More power in the same small box
Apple's smallest desktop computer was updated in October 2024 with a smaller chassis, front-facing USB-C ports, and a choice between the M4 and M4 Pro chipsets. The base unit uses a 10-core CPU and 10-core GPU with support for up to 32GB of shared memory. Choosing M4 Pro gives you up to 14 CPU cores, 20 GPU cores and 64GB of memory with more than double the memory bandwidth.

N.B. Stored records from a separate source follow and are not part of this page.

use std::sync::Arc;
use tokio::sync::{RwLock, broadcast};

use crate::clients::anilist::AnilistClient;
use crate::clients::{ListSync, MediaProvider};
use crate::config::Config;
use crate::constants::pipeline::COMMAND_QUEUE_SIZE;
use crate::db::Store;
use crate::domain::events::NotificationEvent;
use crate::models::EpisodeDetection;
use crate::services::{
    LibraryService, Orchestrator, PipelineHandle, RemoteSync, SeaOrmLibraryService,
};

#[derive(Clone)]
pub struct SharedState {
    pub config: Arc<RwLock<Config>>,

    pub store: Store,

    pub provider: Arc<dyn MediaProvider>,

    pub list_sync: Arc<dyn ListSync>,

    pub library_service: Arc<dyn LibraryService>,

    pub orchestrator: Arc<Orchestrator>,

    pub pipeline: PipelineHandle,

    pub event_bus: broadcast::Sender<NotificationEvent>,

    /// Last detection accepted from the browser extension, for repeat
    /// suppression until the extension reports that playback stopped.
    pub last_extension_detection: Arc<RwLock<Option<EpisodeDetection>>>,
}

impl SharedState {
    /// Builds the state with the AniList client as provider and list sync,
    /// and starts the detection pipeline task.
    pub async fn new(config: Config) -> anyhow::Result<Self> {
        let anilist = Arc::new(AnilistClient::new(&config.anilist)?);
        Self::with_clients(config, anilist.clone(), anilist).await
    }

    pub async fn with_clients(
        config: Config,
        provider: Arc<dyn MediaProvider>,
        list_sync: Arc<dyn ListSync>,
    ) -> anyhow::Result<Self> {
        let store = Store::with_pool_options(
            &config.general.database_path,
            config.general.max_db_connections,
            config.general.min_db_connections,
        )
        .await?;

        let (event_bus, _) = broadcast::channel(config.general.event_bus_buffer_size.max(1));

        let mut library = SeaOrmLibraryService::new(store.clone(), event_bus.clone());
        if config.sync.enabled {
            library = library.with_sync(RemoteSync::new(list_sync.clone(), event_bus.clone()));
        }
        let library_service = Arc::new(library) as Arc<dyn LibraryService>;

        let orchestrator = Arc::new(Orchestrator::new(
            library_service.clone(),
            provider.clone(),
            &config.resolution,
            event_bus.clone(),
        ));

        let (pipeline, commands) = PipelineHandle::channel(COMMAND_QUEUE_SIZE);
        tokio::spawn(Arc::clone(&orchestrator).run(commands));

        Ok(Self {
            config: Arc::new(RwLock::new(config)),
            store,
            provider,
            list_sync,
            library_service,
            orchestrator,
            pipeline,
            event_bus,
            last_extension_detection: Arc::new(RwLock::new(None)),
        })
    }

    pub async fn config(&self) -> Config {
        self.config.read().await.clone()
    }
}
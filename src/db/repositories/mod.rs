pub mod library;
pub mod mappings;
pub mod watch_events;

use anyhow::Context;
use chrono::{DateTime, SecondsFormat, Utc};

/// Fixed-width UTC form, so stored timestamps also sort as text.
pub(crate) fn format_timestamp(ts: &DateTime<Utc>) -> String {
    ts.to_rfc3339_opts(SecondsFormat::Micros, true)
}

pub(crate) fn parse_timestamp(value: &str) -> anyhow::Result<DateTime<Utc>> {
    DateTime::parse_from_rfc3339(value)
        .map(|ts| ts.with_timezone(&Utc))
        .with_context(|| format!("Invalid stored timestamp: {value}"))
}

pub(crate) fn to_db_count(value: u32) -> i32 {
    i32::try_from(value).unwrap_or(i32::MAX)
}

pub(crate) fn from_db_count(value: i32) -> u32 {
    u32::try_from(value).unwrap_or(0)
}
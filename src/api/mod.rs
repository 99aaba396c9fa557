use axum::{
    Router,
    http::HeaderValue,
    middleware,
    routing::{get, post},
};
use std::sync::Arc;
use tower_http::cors::{Any, CorsLayer};
use tower_http::trace::TraceLayer;

use crate::config::Config;
use crate::state::SharedState;

mod disambiguation;
mod error;
pub mod events;
mod extension;
mod library;
mod observability;
mod system;
mod types;

pub use error::ApiError;
pub use types::*;

use metrics_exporter_prometheus::PrometheusHandle;
use tokio::sync::RwLock;

#[derive(Clone)]
pub struct AppState {
    pub shared: Arc<SharedState>,

    pub start_time: std::time::Instant,

    pub prometheus_handle: Option<PrometheusHandle>,
}

impl AppState {
    #[must_use]
    pub fn config(&self) -> &Arc<RwLock<Config>> {
        &self.shared.config
    }

    #[must_use]
    pub fn store(&self) -> &crate::db::Store {
        &self.shared.store
    }

    #[must_use]
    pub fn event_bus(
        &self,
    ) -> &tokio::sync::broadcast::Sender<crate::domain::events::NotificationEvent> {
        &self.shared.event_bus
    }

    #[must_use]
    pub fn library_service(&self) -> &Arc<dyn crate::services::LibraryService> {
        &self.shared.library_service
    }

    #[must_use]
    pub fn orchestrator(&self) -> &Arc<crate::services::Orchestrator> {
        &self.shared.orchestrator
    }

    #[must_use]
    pub fn pipeline(&self) -> &crate::services::PipelineHandle {
        &self.shared.pipeline
    }
}

#[must_use]
pub fn create_app_state(
    shared: Arc<SharedState>,
    prometheus_handle: Option<PrometheusHandle>,
) -> Arc<AppState> {
    Arc::new(AppState {
        shared,
        start_time: std::time::Instant::now(),
        prometheus_handle,
    })
}

pub async fn create_app_state_from_config(
    config: Config,
    prometheus_handle: Option<PrometheusHandle>,
) -> anyhow::Result<Arc<AppState>> {
    let shared = Arc::new(SharedState::new(config).await?);
    Ok(create_app_state(shared, prometheus_handle))
}

pub async fn router(state: Arc<AppState>) -> Router {
    let cors_origins = state.config().read().await.server.cors_allowed_origins.clone();

    let api_router = Router::new()
        .route("/library", get(library::list_entries))
        .route("/library/{id}", get(library::get_entry))
        .route("/history", get(library::get_history))
        .route("/pending", get(disambiguation::list_pending))
        .route("/pending/{id}/resolve", post(disambiguation::resolve))
        .route("/pending/{id}/cancel", post(disambiguation::cancel))
        .route("/health", get(system::health))
        .merge(events::router())
        .with_state(state.clone());

    let cors_layer = if cors_origins.contains(&"*".to_string()) {
        CorsLayer::new().allow_origin(Any)
    } else {
        let origins: Vec<HeaderValue> =
            cors_origins.iter().filter_map(|s| s.parse().ok()).collect();
        CorsLayer::new().allow_origin(origins)
    };

    Router::new()
        .route("/extension-event", post(extension::receive_event))
        .route("/extension-event/clear", post(extension::clear_event))
        .route("/metrics", get(observability::get_metrics))
        .with_state(state)
        .nest("/api", api_router)
        .layer(cors_layer.allow_methods(Any).allow_headers(Any))
        .layer(TraceLayer::new_for_http())
        .layer(middleware::from_fn(observability::track_metrics))
}
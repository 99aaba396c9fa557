use crate::parser::{extract_season_number, parse, strip_player_suffix};

pub fn cmd_parse(raw: &str) -> anyhow::Result<()> {
    let cleaned = strip_player_suffix(raw);
    let parsed = parse(cleaned);

    println!("Input:   {raw}");
    if cleaned != raw {
        println!("Cleaned: {cleaned}");
    }
    println!(
        "Title:   {}",
        parsed.title.as_deref().unwrap_or("(not found)")
    );
    println!(
        "Episode: {}",
        parsed
            .episode
            .map_or_else(|| "(not found)".to_string(), |e| e.to_string())
    );
    if let Some(season) = parsed
        .season
        .or_else(|| parsed.title.as_deref().and_then(extract_season_number))
    {
        println!("Season:  {season}");
    }

    Ok(())
}

pub fn cmd_season(title: &str) -> anyhow::Result<()> {
    match extract_season_number(title) {
        Some(season) => println!("Season {season}"),
        None => println!("Season 1 (no season marker)"),
    }
    Ok(())
}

Memory bandwidth and ports
For heavy video editing or AI-based image processing, memory throughput is crucial. The M4 sends 120 GB/s while the M4 Pro reaches around 273 GB/s. The more powerful model also switches rear I/O to Thunderbolt 5 connections that can handle 120Gb/s in one direction - ideal for external PCIe storage or multi-monitor solutions.

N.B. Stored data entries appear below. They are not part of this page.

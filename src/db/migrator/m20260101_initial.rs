use crate::entities::prelude::*;
use crate::entities::watch_events;
use sea_orm_migration::prelude::*;
use sea_orm_migration::sea_orm::Schema;

#[derive(DeriveMigrationName)]
pub struct Migration;

#[async_trait::async_trait]
impl MigrationTrait for Migration {
    async fn up(&self, manager: &SchemaManager) -> Result<(), DbErr> {
        let backend = manager.get_database_backend();
        let schema = Schema::new(backend);

        manager
            .create_table(
                schema
                    .create_table_from_entity(LibraryEntries)
                    .if_not_exists()
                    .to_owned(),
            )
            .await?;

        manager
            .create_table(
                schema
                    .create_table_from_entity(TitleMappings)
                    .if_not_exists()
                    .to_owned(),
            )
            .await?;

        manager
            .create_table(
                schema
                    .create_table_from_entity(WatchEvents)
                    .if_not_exists()
                    .to_owned(),
            )
            .await?;

        manager
            .create_index(
                Index::create()
                    .name("idx_watch_events_anime_id")
                    .table(WatchEvents)
                    .col(watch_events::Column::AnimeId)
                    .if_not_exists()
                    .to_owned(),
            )
            .await?;

        Ok(())
    }

    async fn down(&self, manager: &SchemaManager) -> Result<(), DbErr> {
        manager
            .drop_table(Table::drop().table(WatchEvents).to_owned())
            .await?;
        manager
            .drop_table(Table::drop().table(TitleMappings).to_owned())
            .await?;
        manager
            .drop_table(Table::drop().table(LibraryEntries).to_owned())
            .await?;

        Ok(())
    }
}
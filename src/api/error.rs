use axum::{
    Json,
    http::StatusCode,
    response::{IntoResponse, Response},
};
use std::fmt;

use super::ApiResponse;
use crate::services::{LibraryError, OrchestratorError};

#[derive(Debug)]
pub enum ApiError {
    NotFound(String),

    ValidationError(String),

    ExternalApiError { service: String, message: String },

    ServiceUnavailable(String),

    InternalError(String),
}

impl fmt::Display for ApiError {
    fn fmt(&self, f: &mut fmt::Formatter<'_>) -> fmt::Result {
        match self {
            ApiError::NotFound(msg) => write!(f, "Not found: {}", msg),
            ApiError::ValidationError(msg) => write!(f, "Validation error: {}", msg),
            ApiError::ExternalApiError { service, message } => {
                write!(f, "{} error: {}", service, message)
            }
            ApiError::ServiceUnavailable(msg) => write!(f, "Service unavailable: {}", msg),
            ApiError::InternalError(msg) => write!(f, "Internal error: {}", msg),
        }
    }
}

impl std::error::Error for ApiError {}

impl IntoResponse for ApiError {
    fn into_response(self) -> Response {
        let (status, error_message) = match &self {
            ApiError::NotFound(msg) => (StatusCode::NOT_FOUND, msg.clone()),
            ApiError::ValidationError(msg) => (StatusCode::BAD_REQUEST, msg.clone()),
            ApiError::ExternalApiError { service, message } => {
                tracing::warn!("{} API error: {}", service, message);
                (
                    StatusCode::BAD_GATEWAY,
                    format!("{} service is unavailable", service),
                )
            }
            ApiError::ServiceUnavailable(msg) => (StatusCode::SERVICE_UNAVAILABLE, msg.clone()),
            ApiError::InternalError(msg) => {
                tracing::error!("Internal error: {}", msg);
                (
                    StatusCode::INTERNAL_SERVER_ERROR,
                    "An internal error occurred".to_string(),
                )
            }
        };

        let body = ApiResponse::<()>::error(error_message);
        (status, Json(body)).into_response()
    }
}

impl From<anyhow::Error> for ApiError {
    fn from(err: anyhow::Error) -> Self {
        ApiError::InternalError(err.to_string())
    }
}

impl From<LibraryError> for ApiError {
    fn from(err: LibraryError) -> Self {
        match err {
            LibraryError::NotFound(id) => Self::anime_not_found(id),
            LibraryError::Validation(msg) => Self::validation(msg),
            LibraryError::Database(msg) => Self::internal(msg),
        }
    }
}

impl From<OrchestratorError> for ApiError {
    fn from(err: OrchestratorError) -> Self {
        match err {
            OrchestratorError::UnknownRequest(id) => Self::not_found("Disambiguation request", id),
            OrchestratorError::Library(e) => e.into(),
            OrchestratorError::Provider(e) => Self::anilist_error(e.to_string()),
            OrchestratorError::PipelineClosed => {
                ApiError::ServiceUnavailable("Detection pipeline is not running".to_string())
            }
        }
    }
}

impl ApiError {
    pub fn not_found(resource: &str, id: impl fmt::Display) -> Self {
        ApiError::NotFound(format!("{} {} not found", resource, id))
    }

    pub fn anime_not_found(id: impl fmt::Display) -> Self {
        ApiError::NotFound(format!("Anime {} not found", id))
    }

    pub fn anilist_error(msg: impl Into<String>) -> Self {
        ApiError::ExternalApiError {
            service: "AniList".to_string(),
            message: msg.into(),
        }
    }

    pub fn validation(msg: impl Into<String>) -> Self {
        ApiError::ValidationError(msg.into())
    }

    pub fn internal(msg: impl Into<String>) -> Self {
        ApiError::InternalError(msg.into())
    }
}
pub mod matcher;
pub mod reconciler;
pub mod resolver;
pub mod timeline;

pub mod library_service;
pub use library_service::{EnsuredEntry, LibraryError, LibraryService, MergeSummary};

pub mod library_service_impl;
pub use library_service_impl::SeaOrmLibraryService;

pub mod sync;
pub use sync::RemoteSync;

pub mod orchestrator;
pub use orchestrator::{
    DetectionOutcome, Orchestrator, OrchestratorError, PendingDisambiguation, PipelineHandle,
};

pub mod watcher;
pub use watcher::{PlayerWatcher, TasklistSource, WindowSource};
//! Polls media player windows and feeds their titles into the pipeline.

use std::collections::HashSet;
use std::time::Duration;

use anyhow::{Context, Result, bail};
use async_trait::async_trait;
use regex::Regex;
use std::sync::OnceLock;
use tracing::{debug, info, warn};

use crate::config::WatcherConfig;
use crate::models::EpisodeDetection;
use crate::parser::{parse, strip_player_suffix};
use crate::services::orchestrator::PipelineHandle;

/// A visible window owned by a media player process.
#[derive(Debug, Clone, PartialEq, Eq)]
pub struct PlayerWindow {
    pub process: String,
    pub title: String,
}

#[async_trait]
pub trait WindowSource: Send + Sync {
    async fn player_windows(&self) -> Result<Vec<PlayerWindow>>;
}

/// Lists windows with `tasklist /v /fo csv` (Windows only).
pub struct TasklistSource {
    players: HashSet<String>,
}

impl TasklistSource {
    #[must_use]
    pub fn new(players: &[String]) -> Self {
        Self {
            players: players.iter().map(|p| normalize_process(p)).collect(),
        }
    }
}

#[async_trait]
impl WindowSource for TasklistSource {
    async fn player_windows(&self) -> Result<Vec<PlayerWindow>> {
        let output = tokio::time::timeout(
            Duration::from_secs(5),
            tokio::process::Command::new("tasklist")
                .args(["/v", "/fo", "csv"])
                .kill_on_drop(true)
                .output(),
        )
        .await
        .context("tasklist timed out")?
        .context("Failed to run tasklist")?;

        if !output.status.success() {
            bail!("tasklist exited with {}", output.status);
        }

        let stdout = String::from_utf8_lossy(&output.stdout);
        Ok(parse_tasklist_csv(&stdout, &self.players))
    }
}

fn normalize_process(name: &str) -> String {
    let lower = name.trim().to_lowercase();
    lower.strip_suffix(".exe").unwrap_or(&lower).to_string()
}

/// Extracts player windows from `tasklist /v /fo csv` output.
///
/// The window title is the ninth column; rows without a title (`N/A`) and
/// processes not in `players` are skipped, as is the header row.
#[must_use]
pub fn parse_tasklist_csv(csv: &str, players: &HashSet<String>) -> Vec<PlayerWindow> {
    static FIELD: OnceLock<Regex> = OnceLock::new();
    let field = FIELD.get_or_init(|| Regex::new(r#""((?:[^"]|"")*)""#).expect("Invalid Regex"));

    csv.lines()
        .skip(1)
        .filter_map(|line| {
            let fields: Vec<String> = field
                .captures_iter(line)
                .filter_map(|c| c.get(1).map(|m| m.as_str().replace("\"\"", "\"")))
                .collect();
            if fields.len() < 9 {
                return None;
            }

            let process = normalize_process(&fields[0]);
            let title = fields[8].trim();
            if title.is_empty() || title == "N/A" || !players.contains(&process) {
                return None;
            }

            Some(PlayerWindow {
                process,
                title: title.to_string(),
            })
        })
        .collect()
}

pub struct PlayerWatcher<S> {
    source: S,
    pipeline: PipelineHandle,
    poll_interval: Duration,
    last: Option<(String, u32)>,
}

impl<S: WindowSource> PlayerWatcher<S> {
    #[must_use]
    pub fn new(source: S, pipeline: PipelineHandle, config: &WatcherConfig) -> Self {
        Self {
            source,
            pipeline,
            poll_interval: Duration::from_secs(config.poll_interval_seconds.max(1)),
            last: None,
        }
    }

    pub async fn run(mut self) {
        let mut interval = tokio::time::interval(self.poll_interval);
        info!(
            interval_secs = self.poll_interval.as_secs(),
            "Player watcher started"
        );

        loop {
            interval.tick().await;
            match self.poll_once().await {
                Ok(Some(detection)) => {
                    if self.pipeline.submit(detection).await.is_err() {
                        warn!("Detection pipeline closed, stopping player watcher");
                        break;
                    }
                }
                Ok(None) => {}
                Err(e) => debug!(error = %e, "Window listing failed"),
            }
        }
    }

    /// One poll: the first window with a parsable title and episode that
    /// differs from the last forwarded one.
    pub async fn poll_once(&mut self) -> Result<Option<EpisodeDetection>> {
        let windows = self.source.player_windows().await?;

        for window in windows {
            let cleaned = strip_player_suffix(&window.title);
            let parsed = parse(cleaned);
            let (Some(title), Some(episode)) = (parsed.title, parsed.episode) else {
                debug!(window = %window.title, "Skipping window without title or episode");
                continue;
            };

            let key = (title.to_lowercase(), episode);
            if self.last.as_ref() == Some(&key) {
                debug!(title = %title, episode, "Skipping repeated detection");
                continue;
            }
            self.last = Some(key);

            info!(
                event = "player_detected",
                process = %window.process,
                title = %title,
                episode,
                "Detected episode in media player"
            );
            return Ok(Some(EpisodeDetection::local(cleaned)));
        }

        Ok(None)
    }
}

When M4 Pro is the way to go
If you're working on code compilation, 3D rendering or music production with hundreds of tracks, the extra performance cores make a real difference. For web browsing, text work and hobby-level video, the M4 is more than enough and keeps the starting price around SEK 6,000.

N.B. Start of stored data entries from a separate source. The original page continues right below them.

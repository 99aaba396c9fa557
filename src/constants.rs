pub const VIDEO_EXTENSIONS: &[&str] = &["mkv", "mp4", "avi", "webm", "mov", "wmv", "flv", "m4v"];

pub mod resolution {

    /// Assumed length of a season whose episode count is unknown.
    pub const FALLBACK_EPISODE_COUNT: u32 = 25;

    /// Absolute numbers above this are treated as franchise-global when a
    /// season hint of 2 or more is present.
    pub const ABSOLUTE_EPISODE_THRESHOLD: u32 = 24;

    pub const MAX_RELATION_STEPS: usize = 64;

    pub const SEARCH_RESULT_LIMIT: usize = 10;
}

pub mod anilist {

    pub const API_URL: &str = "https://graphql.anilist.co";

    pub const CACHE_TTL_SECONDS: u64 = 300;

    pub const MIN_REQUEST_INTERVAL_MS: u64 = 1000;

    pub const MAX_RETRIES: u32 = 3;

    pub const RETRY_BASE_DELAY_MS: u64 = 1000;
}

pub mod pipeline {

    pub const COMMAND_QUEUE_SIZE: usize = 64;
}

pub mod limits {

    pub const DEFAULT_HISTORY_LIMIT: u64 = 10;

    pub const MAX_HISTORY_LIMIT: u64 = 500;

    /// Episode numbers above this are treated as noise, not as progress.
    pub const MAX_EPISODE_NUMBER: u32 = 10_000;

    /// Rows per INSERT when writing watch events; keeps each statement
    /// under SQLite's bound-parameter limit.
    pub const WATCH_EVENT_BATCH_SIZE: usize = 500;
}
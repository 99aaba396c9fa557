use anyhow::Context;

use crate::clients::MediaProvider;
use crate::config::Config;
use crate::domain::{AnimeId, WatchStatus};
use crate::services::LibraryService;

pub async fn cmd_add_anime(config: &Config, id: AnimeId, status: &str) -> anyhow::Result<()> {
    let status: WatchStatus = status.parse()?;
    let client = super::anilist(config)?;
    let media = client
        .get_media_relations(id)
        .await
        .with_context(|| format!("Failed to fetch anime {id}"))?
        .media;

    let library = super::open_library(config).await?;
    let ensured = library.ensure_entry(&media, status).await?;

    if ensured.created {
        println!("✓ Added {} [{}] as {}", media.title, media.id, status);
    } else {
        println!(
            "{} is already in the library ({}, {})",
            ensured.entry.title,
            ensured.entry.status,
            ensured.entry.display_progress()
        );
    }

    Ok(())
}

Expand your desktop with the Satechi Stand & Hub
Regardless of the model, the port range ahead is modest. Satechi's Stand & Hub acts as both pedestal and expansion hub: SD card reader, three USB-A ports, audio output, and an internal NVMe slot that swallows up to 4TB and delivers up to 10Gb/s. The design dissipates heat from both the PC and SSD, and the design follows the lines of the Mac mini, so the whole thing feels like a single unit.
Bottom line
Choose M4 for silence and budget-friendliness; choose M4 Pro when every second in the export window counts. Add the Satechi hub for more ports and hidden, fast storage without sacrificing aesthetics.
FAQ
1. Which RAM option should I choose?
M4 supports 16-32 GB, M4 Pro up to 64 GB. For DaVinci Resolve or Xcode projects over 20,000 files, a minimum of 32 GB is recommended.
2. Does the M4 model have Thunderbolt 5?
No, it does not. Only the M4 Pro gets Thunderbolt 5; the M4 retains Thunderbolt 4 but with smooth front USB-C.
3. Can I change the SSD afterwards?
The Mac mini's internal SSD is soldered in place. The Satechi hub, on the other hand, lets you swap the NVMe drive yourself.
4. How big is the performance difference from M2?
CPU performance in the M4 is up to 50 percent higher and the graphics get hardware ray tracing.